19.03.2021
Distinguished Research Fellows 2021: Award Ceremony Ramteen Sioshansi (Ohio State University)
July, 13th 2021, 08:00-09:00 pm CEST
Ramteen Sioshansi
Professor of Integrated Systems Engineering, Ohio State University
https://tu-dresden.zoom.us/j/87138726877?pwd=RUpsd0V1VVluM1pCYnBVblN4dzgxUT09
Professor Ramteen Sioshansi, Ohio State University
Guest at the Chair of Business Administration, esp. Energy Economics (Prof. Dr. Dominik Möst)
About Ramteen Sioshansi:
Ramteen is a professor and associate department chair of the Department of Integrated Systems Engineering and an associate fellow in Center for Automotive Research at The Ohio State University.
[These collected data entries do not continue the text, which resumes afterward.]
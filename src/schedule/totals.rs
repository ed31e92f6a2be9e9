use serde::{Deserialize, Serialize};

use crate::config::LoanTerms;
use crate::decimal::Money;
use crate::interest::{CompoundingEngine, PenaltyEngine};
use crate::schedule::Period;

/// column sums over every schedule row
#[derive(Debug, Clone, Copy, PartialEq, Eq, Default, Serialize, Deserialize)]
pub struct TotalsRow {
    pub due_principal: Money,
    pub due_interest: Money,
    pub paid_principal: Money,
    pub paid_interest: Money,
    /// gross compound interest, before paid overdue interest is set against it
    pub compound_interest: Money,
    /// gross penalty interest
    pub penalty_interest: Money,
    pub overdue_interest: Money,
    pub paid_overdue_interest: Money,
    pub unpaid_overdue_interest: Money,
    /// compound interest still owed once paid overdue interest is applied
    pub outstanding_compound: Money,
    /// penalty interest still owed once paid overdue interest overflows compound interest
    pub outstanding_penalty: Money,
    /// cumulative unpaid principal on the last row
    pub arrears_principal: Money,
    /// cumulative unpaid interest on the last row
    pub arrears_interest: Money,
}

impl TotalsRow {
    pub fn from_periods(terms: &LoanTerms, periods: &[Period]) -> Self {
        let mut totals = periods.iter().fold(TotalsRow::default(), |mut acc, p| {
            acc.due_principal += p.due_principal;
            acc.due_interest += p.due_interest;
            acc.paid_principal += p.paid_principal;
            acc.paid_interest += p.paid_interest;
            acc.compound_interest += p.compound_interest;
            acc.penalty_interest += p.penalty_interest;
            acc.overdue_interest += p.overdue_interest;
            acc.paid_overdue_interest += p.paid_overdue_interest;
            acc.unpaid_overdue_interest += p.unpaid_overdue_interest;
            acc
        });

        if let Some(last) = periods.last() {
            totals.arrears_principal = last.cumulative_unpaid_principal;
            totals.arrears_interest = last.cumulative_unpaid_interest;
        }

        let compounding = CompoundingEngine::new(terms.day_count);
        let penalty = PenaltyEngine::new(terms.day_count, terms.overdue_rate);
        totals.outstanding_compound =
            compounding.outstanding_compound(totals.compound_interest, totals.paid_overdue_interest);
        totals.outstanding_penalty = penalty.outstanding_penalty(
            totals.penalty_interest,
            totals.compound_interest,
            totals.paid_overdue_interest,
        );
        totals
    }
}

/// amounts owed to settle the loan as of the schedule's cut-off
#[derive(Debug, Clone, Copy, PartialEq, Eq, Default, Serialize, Deserialize)]
pub struct Payoff {
    pub arrears_principal: Money,
    pub arrears_interest: Money,
    pub compound: Money,
    pub penalty: Money,
    pub total: Money,
    pub principal_and_interest: Money,
    pub unpaid_overdue: Money,
}

impl Payoff {
    pub fn from_totals(totals: &TotalsRow) -> Self {
        let principal_and_interest = totals.arrears_principal + totals.arrears_interest;
        Self {
            arrears_principal: totals.arrears_principal,
            arrears_interest: totals.arrears_interest,
            compound: totals.outstanding_compound,
            penalty: totals.outstanding_penalty,
            total: principal_and_interest + totals.outstanding_compound + totals.outstanding_penalty,
            principal_and_interest,
            unpaid_overdue: totals.unpaid_overdue_interest,
        }
    }
}

#[cfg(test)]
mod tests {
    use super::*;
    use crate::decimal::Rate;
    use crate::schedule::{PeriodLabel, RowKind};
    use crate::types::RepaymentMethod;
    use chrono::NaiveDate;

    fn date(y: i32, m: u32, d: u32) -> NaiveDate {
        NaiveDate::from_ymd_opt(y, m, d).unwrap()
    }

    fn terms() -> LoanTerms {
        LoanTerms::builder()
            .principal(Money::from_major(100_000))
            .nominal_rate(Rate::from_percentage(12))
            .overdue_rate(Rate::from_percentage(18))
            .term_count(12)
            .start_date(date(2024, 1, 21))
            .maturity_date(date(2025, 1, 21))
            .repayment_method(RepaymentMethod::InterestOnly)
            .as_of(date(2025, 3, 1))
            .build()
            .unwrap()
    }

    fn row(compound: i64, penalty: i64, paid_overdue: i64) -> Period {
        let mut p = Period::new(PeriodLabel::Cycle(1), RowKind::Regular, 1, date(2024, 1, 21), date(2024, 2, 21));
        p.compound_interest = Money::from_major(compound);
        p.penalty_interest = Money::from_major(penalty);
        p.overdue_interest = p.compound_interest + p.penalty_interest;
        p.paid_overdue_interest = Money::from_major(paid_overdue);
        p.unpaid_overdue_interest = p.overdue_interest - p.paid_overdue_interest;
        p
    }

    #[test]
    fn test_paid_overdue_settles_compound_first() {
        let mut last = row(20, 100, 0);
        last.cumulative_unpaid_principal = Money::from_major(5_000);
        last.cumulative_unpaid_interest = Money::from_major(300);
        let periods = vec![row(30, 0, 10), row(10, 50, 0), last];

        let totals = TotalsRow::from_periods(&terms(), &periods);
        assert_eq!(totals.compound_interest, Money::from_major(60));
        assert_eq!(totals.penalty_interest, Money::from_major(150));
        assert_eq!(totals.outstanding_compound, Money::from_major(50));
        assert_eq!(totals.outstanding_penalty, Money::from_major(150));
        assert_eq!(totals.unpaid_overdue_interest, Money::from_major(200));

        let payoff = Payoff::from_totals(&totals);
        assert_eq!(payoff.principal_and_interest, Money::from_major(5_300));
        assert_eq!(payoff.total, Money::from_major(5_500));
        assert_eq!(payoff.unpaid_overdue, Money::from_major(200));
    }

    #[test]
    fn test_overpaid_overdue_eats_into_penalty() {
        let periods = vec![row(40, 100, 0), row(0, 0, 70)];
        let totals = TotalsRow::from_periods(&terms(), &periods);

        assert_eq!(totals.outstanding_compound, Money::ZERO);
        assert_eq!(totals.outstanding_penalty, Money::from_major(70));
        assert_eq!(Payoff::from_totals(&totals).total, Money::from_major(70));
    }

    #[test]
    fn test_empty_schedule_totals_to_zero() {
        let totals = TotalsRow::from_periods(&terms(), &[]);
        assert_eq!(totals, TotalsRow::default());
        assert_eq!(Payoff::from_totals(&totals), Payoff::default());
    }
}
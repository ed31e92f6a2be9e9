use chrono::NaiveDate;
use serde::{Deserialize, Serialize};

use crate::decimal::Money;
use crate::schedule::PeriodLabel;
use crate::types::PaymentKind;

/// audit records of the decisions taken while building a schedule
#[derive(Debug, Clone, PartialEq, Serialize, Deserialize)]
pub enum ScheduleEvent {
    // splice events
    SubPeriodInserted {
        label: PeriodLabel,
        start: NaiveDate,
        end: NaiveDate,
        kind: PaymentKind,
        amount: Money,
    },
    PaymentMerged {
        label: PeriodLabel,
        date: NaiveDate,
        kind: PaymentKind,
        amount: Money,
        /// amount the merge overwrote, if the row already carried one
        replaced: Option<Money>,
    },
    PaymentAbsorbedByGrace {
        date: NaiveDate,
        kind: PaymentKind,
        amount: Money,
    },

    // projection events
    PaidAsDueOverride {
        label: PeriodLabel,
        discarded_principal: Option<Money>,
        discarded_interest: Option<Money>,
    },

    // overdue interest events
    OverdueInterestDiverted {
        date: NaiveDate,
        amount: Money,
    },
    OverdueInterestApplied {
        label: PeriodLabel,
        date: NaiveDate,
        amount: Money,
        replaced: Option<Money>,
    },
    OverdueRowInjected {
        label: PeriodLabel,
        index: usize,
        date: NaiveDate,
        amount: Money,
    },
}

/// ordered log of schedule events
#[derive(Debug, Clone, Default, PartialEq, Serialize, Deserialize)]
pub struct EventStore {
    events: Vec<ScheduleEvent>,
}

impl EventStore {
    pub fn new() -> Self {
        Self { events: Vec::new() }
    }

    pub fn emit(&mut self, event: ScheduleEvent) {
        self.events.push(event);
    }

    pub fn take_events(&mut self) -> Vec<ScheduleEvent> {
        std::mem::take(&mut self.events)
    }

    pub fn events(&self) -> &[ScheduleEvent] {
        &self.events
    }
}
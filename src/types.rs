use chrono::NaiveDate;
use serde::{Deserialize, Serialize};
use std::fmt;
use std::str::FromStr;
use uuid::Uuid;

use crate::decimal::Money;
use crate::errors::ScheduleError;

/// unique identifier for a loan group
pub type GroupId = Uuid;

/// how principal and interest fall due
#[derive(Debug, Clone, Copy, PartialEq, Eq, Hash, Serialize, Deserialize)]
pub enum RepaymentMethod {
    /// interest every cycle, principal in one sum at maturity
    InterestOnly,
    /// equal principal each cycle, interest on the declining balance
    EqualPrincipal,
    /// level payment each cycle, split into principal and interest
    EqualInstallment,
}

impl RepaymentMethod {
    /// amortizing methods spread principal across cycles
    pub fn is_amortizing(&self) -> bool {
        !matches!(self, RepaymentMethod::InterestOnly)
    }
}

impl fmt::Display for RepaymentMethod {
    fn fmt(&self, f: &mut fmt::Formatter<'_>) -> fmt::Result {
        let name = match self {
            RepaymentMethod::InterestOnly => "interest_only",
            RepaymentMethod::EqualPrincipal => "equal_principal",
            RepaymentMethod::EqualInstallment => "equal_installment",
        };
        f.write_str(name)
    }
}

impl FromStr for RepaymentMethod {
    type Err = ScheduleError;

    /// accepts english names and the loan sheet keywords, which may be embedded in longer text
    fn from_str(s: &str) -> Result<Self, Self::Err> {
        let value = s.trim();
        let normalized = value.to_ascii_lowercase().replace(['-', ' '], "_");

        match normalized.as_str() {
            "interest_only" | "interestonly" | "bullet" => return Ok(RepaymentMethod::InterestOnly),
            "equal_principal" | "equalprincipal" => return Ok(RepaymentMethod::EqualPrincipal),
            "equal_installment" | "equalinstallment" | "annuity" => {
                return Ok(RepaymentMethod::EqualInstallment)
            }
            _ => {}
        }

        if value.contains("先息后本") {
            Ok(RepaymentMethod::InterestOnly)
        } else if value.contains("等额本金") {
            Ok(RepaymentMethod::EqualPrincipal)
        } else if value.contains("等额本息") {
            Ok(RepaymentMethod::EqualInstallment)
        } else {
            Err(ScheduleError::UnknownRepaymentMethod {
                value: value.to_string(),
            })
        }
    }
}

/// what a payment settles
#[derive(Debug, Clone, Copy, PartialEq, Eq, Hash, Serialize, Deserialize)]
pub enum PaymentKind {
    Principal,
    Interest,
    /// penalty and compound interest charged after a default
    OverdueInterest,
}

impl fmt::Display for PaymentKind {
    fn fmt(&self, f: &mut fmt::Formatter<'_>) -> fmt::Result {
        let name = match self {
            PaymentKind::Principal => "principal",
            PaymentKind::Interest => "interest",
            PaymentKind::OverdueInterest => "overdue_interest",
        };
        f.write_str(name)
    }
}

impl FromStr for PaymentKind {
    type Err = ScheduleError;

    fn from_str(s: &str) -> Result<Self, Self::Err> {
        let value = s.trim();
        match value.to_ascii_lowercase().replace(['-', ' '], "_").as_str() {
            "principal" | "本金" => Ok(PaymentKind::Principal),
            "interest" | "利息" => Ok(PaymentKind::Interest),
            "overdue_interest" | "逾期利息" => Ok(PaymentKind::OverdueInterest),
            _ => Err(ScheduleError::UnknownPaymentKind {
                value: value.to_string(),
            }),
        }
    }
}

/// a dated repayment
#[derive(Debug, Clone, PartialEq, Serialize, Deserialize)]
pub struct PaymentEvent {
    pub date: NaiveDate,
    pub amount: Money,
    pub kind: PaymentKind,
}

impl PaymentEvent {
    pub fn new(date: NaiveDate, amount: Money, kind: PaymentKind) -> Self {
        Self { date, amount, kind }
    }

    pub fn principal(date: NaiveDate, amount: Money) -> Self {
        Self::new(date, amount, PaymentKind::Principal)
    }

    pub fn interest(date: NaiveDate, amount: Money) -> Self {
        Self::new(date, amount, PaymentKind::Interest)
    }

    pub fn overdue_interest(date: NaiveDate, amount: Money) -> Self {
        Self::new(date, amount, PaymentKind::OverdueInterest)
    }
}

/// how the first billing cycle is cut when the start day differs from the billing day
#[derive(Debug, Clone, Copy, PartialEq, Eq, Serialize, Deserialize, Default)]
pub enum FirstCycle {
    /// first cycle runs to a billing day at least a month after the start
    #[default]
    Extended,
    /// short broken first cycle up to the next billing day, counted as an extra cycle
    Stub,
}

/// where the schedule stopped
#[derive(Debug, Clone, Copy, PartialEq, Eq, Serialize, Deserialize)]
pub enum ScheduleStatus {
    /// ran to maturity on or before the as-of date
    Matured,
    /// cut at the as-of date before maturity
    Open,
}
use chrono::NaiveDate;
use thiserror::Error;

use crate::decimal::{Money, Rate};

/// broad failure category, used by callers deciding how to report a group
#[derive(Debug, Clone, Copy, PartialEq, Eq)]
pub enum ErrorKind {
    /// the loan terms or payment list violate an input rule
    Validation,
    /// upstream data is malformed in a way the input rules cannot name
    DataConsistency,
}

#[derive(Error, Debug, Clone, PartialEq)]
pub enum ScheduleError {
    #[error("invalid term count: {term_count}")]
    InvalidTermCount {
        term_count: u32,
    },

    #[error("term count {term_count} exceeds limit {limit}")]
    TermCountLimit {
        term_count: u32,
        limit: u32,
    },

    #[error("early repayment term count {early} out of range 0..={term_count}")]
    EarlyRepaymentOutOfRange {
        early: u32,
        term_count: u32,
    },

    #[error("early repayment covers all {term_count} terms: no regular periods would remain")]
    NoRegularPeriods {
        term_count: u32,
    },

    #[error("invalid billing day: {day}")]
    InvalidBillingDay {
        day: u32,
    },

    #[error("invalid date range: {message}")]
    InvalidDateRange {
        message: String,
    },

    #[error("invalid principal: {amount}")]
    InvalidPrincipal {
        amount: Money,
    },

    #[error("invalid interest rate: {rate}")]
    InvalidInterestRate {
        rate: Rate,
    },

    #[error("unknown repayment method: {value}")]
    UnknownRepaymentMethod {
        value: String,
    },

    #[error("invalid date: {message}")]
    InvalidDate {
        message: String,
    },

    #[error("invalid payment amount: {amount}")]
    InvalidPaymentAmount {
        amount: Money,
    },

    #[error("payment dated {date} is not after loan start {start}")]
    PaymentBeforeStart {
        date: NaiveDate,
        start: NaiveDate,
    },

    #[error("payment dated {date} is after the as-of date {as_of}")]
    PaymentAfterAsOf {
        date: NaiveDate,
        as_of: NaiveDate,
    },

    #[error("too many payment events: {count} exceeds limit {limit}")]
    TooManyEvents {
        count: usize,
        limit: usize,
    },

    #[error("schedule row limit {limit} exceeded")]
    RowLimitExceeded {
        limit: usize,
    },

    #[error("invalid configuration: {message}")]
    InvalidConfiguration {
        message: String,
    },

    #[error("unknown payment kind: {value}")]
    UnknownPaymentKind {
        value: String,
    },

    #[error("payment dated {date} merged with no row to update")]
    EmptyAccumulator {
        date: NaiveDate,
    },

    #[error("calculation error: {message}")]
    CalculationError {
        message: String,
    },

    #[error("loan group {index} ({name}): {source}")]
    Group {
        index: usize,
        name: String,
        #[source]
        source: Box<ScheduleError>,
    },
}

impl ScheduleError {
    /// classify the failure
    pub fn kind(&self) -> ErrorKind {
        match self {
            ScheduleError::UnknownPaymentKind { .. }
            | ScheduleError::EmptyAccumulator { .. }
            | ScheduleError::CalculationError { .. } => ErrorKind::DataConsistency,
            ScheduleError::Group { source, .. } => source.kind(),
            _ => ErrorKind::Validation,
        }
    }

    /// wrap with the identity of the loan group it came from
    pub fn in_group(self, index: usize, name: impl Into<String>) -> Self {
        match self {
            // already attributed
            ScheduleError::Group { .. } => self,
            other => ScheduleError::Group {
                index,
                name: name.into(),
                source: Box::new(other),
            },
        }
    }

    /// innermost error, without group attribution
    pub fn root(&self) -> &ScheduleError {
        match self {
            ScheduleError::Group { source, .. } => source.root(),
            other => other,
        }
    }
}

pub type Result<T> = std::result::Result<T, ScheduleError>;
His research focuses on the integration of advanced energy technologies, including renewables, energy storage, and electric transportation, into energy systems. He works also in energy policy and electricity market design, especially as they pertain to advanced energy technologies. He served three two-year terms on Electricity Advisory Committee, a federal advisory committee to U.S. Secretary of Energy, and chaired its Energy Storage (Technologies) Subcommittee. He is an IEEE Fellow.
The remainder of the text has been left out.